• [What the task asks]
Look through the records that follow. Copy every line containing the word "BTreeMap".

*** Given records Section Begins ***

//! Provider-neutral contract for a session-scoped conversation backend.
//!
//! This crate defines the shared domain types (sessions, messages, inbound
//! envelopes, connection states) and the collaborator traits consumed by the
//! sync core. It contains no transport details and performs no I/O.

use std::collections::BTreeMap;
use std::fmt;
use std::sync::Arc;

use async_trait::async_trait;
use thiserror::Error;
use time::OffsetDateTime;

/// Opaque server-assigned session identifier.
#[derive(Debug, Clone, PartialEq, Eq, PartialOrd, Ord, Hash)]
pub struct SessionId(String);

impl SessionId {
    #[must_use]
    pub fn new(value: impl Into<String>) -> Self {
        Self(value.into())
    }

    #[must_use]
    pub fn as_str(&self) -> &str {
        &self.0
    }
}

impl fmt::Display for SessionId {
    fn fmt(&self, f: &mut fmt::Formatter<'_>) -> fmt::Result {
        f.write_str(&self.0)
    }
}

impl From<&str> for SessionId {
    fn from(value: &str) -> Self {
        Self::new(value)
    }
}

impl From<String> for SessionId {
    fn from(value: String) -> Self {
        Self(value)
    }
}

/// Relative weighting of the retrieval strategies used for a session.
#[derive(Debug, Clone, Copy, PartialEq)]
pub struct RetrievalWeights {
    pub semantic: f64,
    pub keyword: f64,
    pub knowledge_graph: f64,
}

impl Default for RetrievalWeights {
    fn default() -> Self {
        Self {
            semantic: 0.4,
            keyword: 0.3,
            knowledge_graph: 0.3,
        }
    }
}

impl RetrievalWeights {
    /// Tolerance applied when checking that the weights sum to one.
    pub const SUM_TOLERANCE: f64 = 0.001;

    #[must_use]
    pub fn sum(&self) -> f64 {
        self.semantic + self.keyword + self.knowledge_graph
    }
}

/// Per-session generation and retrieval configuration.
#[derive(Debug, Clone, Copy, PartialEq)]
pub struct SessionSettings {
    pub weights: RetrievalWeights,
    pub temperature: f64,
    pub max_context_length: u32,
    pub similarity_threshold: f64,
}

impl Default for SessionSettings {
    fn default() -> Self {
        Self {
            weights: RetrievalWeights::default(),
            temperature: 0.85,
            max_context_length: 2000,
            similarity_threshold: 0.4,
        }
    }
}

impl SessionSettings {
    /// Checks the settings locally before they are sent to a backend.
    pub fn validate(&self) -> Result<(), BackendError> {
        let weights = [
            ("semantic", self.weights.semantic),
            ("keyword", self.weights.keyword),
            ("knowledge_graph", self.weights.knowledge_graph),
        ];
        for (name, value) in weights {
            if !(0.0..=1.0).contains(&value) {
                return Err(BackendError::invalid_settings(format!(
                    "{name} weight must be within [0, 1], got {value}"
                )));
            }
        }
        if (self.weights.sum() - 1.0).abs() > RetrievalWeights::SUM_TOLERANCE {
            return Err(BackendError::invalid_settings(format!(
                "weights must sum to 1.0, got {:.3}",
                self.weights.sum()
            )));
        }
        if !(0.0..=2.0).contains(&self.temperature) {
            return Err(BackendError::invalid_settings(format!(
                "temperature must be within [0, 2], got {}",
                self.temperature
            )));
        }
        if self.max_context_length == 0 {
            return Err(BackendError::invalid_settings(
                "max_context_length must be positive",
            ));
        }
        if !(0.0..=1.0).contains(&self.similarity_threshold) {
            return Err(BackendError::invalid_settings(format!(
                "similarity_threshold must be within [0, 1], got {}",
                self.similarity_threshold
            )));
        }
        Ok(())
    }
}

/// Summary statistics of a dataset bound to a session.
#[derive(Debug, Clone, Default, PartialEq, Eq)]
pub struct DatasetSummary {
    pub name: String,
    pub path: String,
    pub rows: u64,
    pub columns: u64,
    pub column_names: Vec<String>,
    pub missing_values: Option<BTreeMap<String, u64>>,
}

impl DatasetSummary {
    /// Empty dataset attached to the onboarding upload prompt.
    #[must_use]
    pub fn placeholder() -> Self {
        Self::default()
    }

    /// True when no storage path is bound.
    #[must_use]
    pub fn is_placeholder(&self) -> bool {
        self.path.trim().is_empty()
    }
}

/// Full session state as returned by the backend.
#[derive(Debug, Clone, PartialEq)]
pub struct Session {
    pub id: SessionId,
    pub owner_id: Option<String>,
    pub title: String,
    pub description: Option<String>,
    pub documents: Vec<String>,
    pub dataset: Option<DatasetSummary>,
    pub settings: SessionSettings,
    pub created_at: Option<OffsetDateTime>,
    pub updated_at: Option<OffsetDateTime>,
}

impl Session {
    /// Returns the bound dataset unless it is only a placeholder.
    #[must_use]
    pub fn bound_dataset(&self) -> Option<&DatasetSummary> {
        self.dataset
            .as_ref()
            .filter(|dataset| !dataset.is_placeholder())
    }
}

/// Lightweight listing entry used for history navigation.
#[derive(Debug, Clone, PartialEq, Eq)]
pub struct SessionSummary {
    pub id: SessionId,
    pub title: String,
    pub description: Option<String>,
    pub updated_at: Option<OffsetDateTime>,
}

impl From<&Session> for SessionSummary {
    fn from(session: &Session) -> Self {
        Self {
            id: session.id.clone(),
            title: session.title.clone(),
            description: session.description.clone(),
            updated_at: session.updated_at,
        }
    }
}

/// Input for the session-creation collaborator.
#[derive(Clone, PartialEq, Eq)]
pub struct CreateSession {
    pub owner_id: String,
    /// Credential forwarded to the downstream agent pipeline.
    pub api_key: String,
    pub title: String,
    pub description: Option<String>,
}

impl fmt::Debug for CreateSession {
    fn fmt(&self, f: &mut fmt::Formatter<'_>) -> fmt::Result {
        f.debug_struct("CreateSession")
            .field("owner_id", &self.owner_id)
            .field("api_key", &"<redacted>")
            .field("title", &self.title)
            .field("description", &self.description)
            .finish()
    }
}

#[derive(Debug, Clone, Copy, PartialEq, Eq, Hash)]
pub enum Role {
    User,
    Assistant,
}

impl Role {
    pub fn as_str(&self) -> &'static str {
        match self {
            Self::User => "user",
            Self::Assistant => "assistant",
        }
    }
}

/// Retrieved document reference backing an answer.
#[derive(Debug, Clone, PartialEq)]
pub struct Source {
    pub title: String,
    pub score: f64,
}

/// Closed set of message shapes. Every consumer matches exhaustively.
#[derive(Debug, Clone, PartialEq)]
pub enum MessageKind {
    Text,
    Answer { sources: Vec<Source> },
    Dataset { dataset: DatasetSummary },
    /// Cue for the UI to render an inline upload affordance.
    UploadPrompt,
}

#[derive(Debug, Clone, PartialEq)]
pub struct Message {
    pub role: Role,
    pub content: String,
    pub kind: MessageKind,
    pub timestamp: OffsetDateTime,
}

impl Message {
    #[must_use]
    pub fn new(
        role: Role,
        content: impl Into<String>,
        kind: MessageKind,
        timestamp: OffsetDateTime,
    ) -> Self {
        Self {
            role,
            content: content.into(),
            kind,
            timestamp,
        }
    }

    #[must_use]
    pub fn user_text(content: impl Into<String>, timestamp: OffsetDateTime) -> Self {
        Self::new(Role::User, content, MessageKind::Text, timestamp)
    }

    #[must_use]
    pub fn assistant_text(content: impl Into<String>, timestamp: OffsetDateTime) -> Self {
        Self::new(Role::Assistant, content, MessageKind::Text, timestamp)
    }

    #[must_use]
    pub fn dataset(
        content: impl Into<String>,
        dataset: DatasetSummary,
        timestamp: OffsetDateTime,
    ) -> Self {
        Self::new(
            Role::Assistant,
            content,
            MessageKind::Dataset { dataset },
            timestamp,
        )
    }

    pub fn sources(&self) -> &[Source] {
        match &self.kind {
            MessageKind::Answer { sources } => sources,
            MessageKind::Text | MessageKind::Dataset { .. } | MessageKind::UploadPrompt => &[],
        }
    }

    pub fn dataset_summary(&self) -> Option<&DatasetSummary> {
        match &self.kind {
            MessageKind::Dataset { dataset } => Some(dataset),
            MessageKind::Text | MessageKind::Answer { .. } | MessageKind::UploadPrompt => None,
        }
    }
}

/// One parsed unit of data received over the transport.
#[derive(Debug, Clone, PartialEq)]
pub enum Envelope {
    Message(Message),
    /// Drives loading indicators.
    Status { busy: bool },
    /// Non-terminal server-reported error.
    Error { description: String },
    /// Idle keep-alive traffic. Never delivered to message observers.
    KeepAlive,
}

/// Frame written to the transport.
#[derive(Debug, Clone, PartialEq, Eq)]
pub enum OutboundFrame {
    UserMessage { content: String },
    KeepAlive,
}

#[derive(Debug, Clone, Copy, PartialEq, Eq, Hash)]
pub enum ConnectionState {
    Idle,
    Connecting,
    Open,
    Closing,
    ReconnectPending,
    Failed,
}

impl ConnectionState {
    pub fn as_str(&self) -> &'static str {
        match self {
            Self::Idle => "idle",
            Self::Connecting => "connecting",
            Self::Open => "open",
            Self::Closing => "closing",
            Self::ReconnectPending => "reconnect-pending",
            Self::Failed => "failed",
        }
    }

    pub fn is_open(&self) -> bool {
        matches!(self, Self::Open)
    }

    /// No connection exists and none is scheduled.
    pub fn is_quiescent(&self) -> bool {
        matches!(self, Self::Idle | Self::Failed)
    }
}

impl fmt::Display for ConnectionState {
    fn fmt(&self, f: &mut fmt::Formatter<'_>) -> fmt::Result {
        f.write_str(self.as_str())
    }
}

/// Endpoint and credential a transport connects to.
#[derive(Clone, PartialEq, Eq)]
pub struct TransportTarget {
    pub endpoint: String,
    pub session_id: SessionId,
    /// Bearer credential, carried as a query parameter on the socket URL.
    pub credential: String,
}

impl fmt::Debug for TransportTarget {
    fn fmt(&self, f: &mut fmt::Formatter<'_>) -> fmt::Result {
        f.debug_struct("TransportTarget")
            .field("endpoint", &self.endpoint)
            .field("session_id", &self.session_id)
            .field("credential", &"<redacted>")
            .finish()
    }
}

/// In-memory file queued for upload.
#[derive(Debug, Clone, PartialEq, Eq)]
pub struct UploadFile {
    pub name: String,
    pub mime: Option<String>,
    pub content: Arc<[u8]>,
}

impl UploadFile {
    #[must_use]
    pub fn new(name: impl Into<String>, content: impl Into<Arc<[u8]>>) -> Self {
        Self {
            name: name.into(),
            mime: None,
            content: content.into(),
        }
    }

    #[must_use]
    pub fn with_mime(mut self, mime: impl Into<String>) -> Self {
        self.mime = Some(mime.into());
        self
    }

    pub fn len(&self) -> u64 {
        self.content.len() as u64
    }

    pub fn is_empty(&self) -> bool {
        self.content.is_empty()
    }
}

/// Byte-level upload progress callback: `(sent, total)`.
pub type UploadProgress = Arc<dyn Fn(u64, u64) + Send + Sync>;

#[derive(Debug, Error)]
pub enum BackendError {
    #[error("session {0} was not found")]
    NotFound(SessionId),

    #[error("request was not authorized: {0}")]
    Unauthorized(String),

    #[error("request was rejected ({status}): {message}")]
    Rejected { status: u16, message: String },

    #[error("backend transport failure: {0}")]
    Transport(String),

    #[error("failed to decode backend response: {0}")]
    Decode(String),

    #[error("invalid settings: {0}")]
    InvalidSettings(String),
}

impl BackendError {
    #[must_use]
    pub fn invalid_settings(reason: impl Into<String>) -> Self {
        Self::InvalidSettings(reason.into())
    }

    #[must_use]
    pub fn rejected(status: u16, message: impl Into<String>) -> Self {
        Self::Rejected {
            status,
            message: message.into(),
        }
    }
}

/// Connection-level failure. Recovered by the reconnect policy until the
/// attempt ceiling is reached.
#[derive(Debug, Clone, PartialEq, Eq, Error)]
pub enum TransportError {
    #[error("failed to connect: {0}")]
    Connect(String),

    #[error("connection closed: {0}")]
    Closed(String),

    #[error("failed to send frame: {0}")]
    Send(String),

    #[error("reconnect attempts exhausted after {attempts} consecutive failures")]
    Exhausted { attempts: u32 },

    #[error("transport is already active")]
    AlreadyActive,
}

/// Malformed or unrecognized inbound frame. Only the single frame is dropped.
#[derive(Debug, Clone, PartialEq, Eq, Error)]
pub enum ProtocolError {
    #[error("malformed frame: {0}")]
    Malformed(String),

    #[error("unrecognized frame kind '{0}'")]
    UnknownKind(String),

    #[error("frame kind '{kind}' is missing field '{field}'")]
    MissingField { kind: String, field: &'static str },
}

/// Result of reading one frame from an open connection.
pub type InboundFrame = Result<Envelope, ProtocolError>;

/// Request/response collaborator for session state.
#[async_trait]
pub trait SessionBackend: Send + Sync {
    async fn create_session(&self, request: &CreateSession) -> Result<Session, BackendError>;

    async fn fetch_session(&self, session_id: &SessionId) -> Result<Session, BackendError>;

    /// Ordered newest first.
    async fn list_sessions(&self, owner_id: &str) -> Result<Vec<SessionSummary>, BackendError>;

    /// Persisted conversation, oldest first. Empty when none exists.
    async fn fetch_history(&self, session_id: &SessionId) -> Result<Vec<Message>, BackendError>;

    async fn upload(
        &self,
        session_id: &SessionId,
        files: &[UploadFile],
        progress: UploadProgress,
    ) -> Result<DatasetSummary, BackendError>;

    async fn update_settings(
        &self,
        session_id: &SessionId,
        settings: &SessionSettings,
    ) -> Result<Session, BackendError>;
}

/// Factory for bidirectional session-scoped connections.
#[async_trait]
pub trait Connector: Send + Sync {
    async fn connect(&self, target: &TransportTarget) -> Result<Box<dyn Connection>, TransportError>;
}

/// One established connection.
///
/// `recv` must be cancel-safe: the transport races it against keep-alive
/// ticks and outbound frames.
#[async_trait]
pub trait Connection: Send {
    async fn send(&mut self, frame: &OutboundFrame) -> Result<(), TransportError>;

    /// `None` once the peer closed the connection.
    async fn recv(&mut self) -> Option<Result<InboundFrame, TransportError>>;

    async fn close(&mut self);
}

*** Given records Section Ends ***

• [Task solution]
use std::collections::BTreeMap;
    pub missing_values: Option<BTreeMap<String, u64>>,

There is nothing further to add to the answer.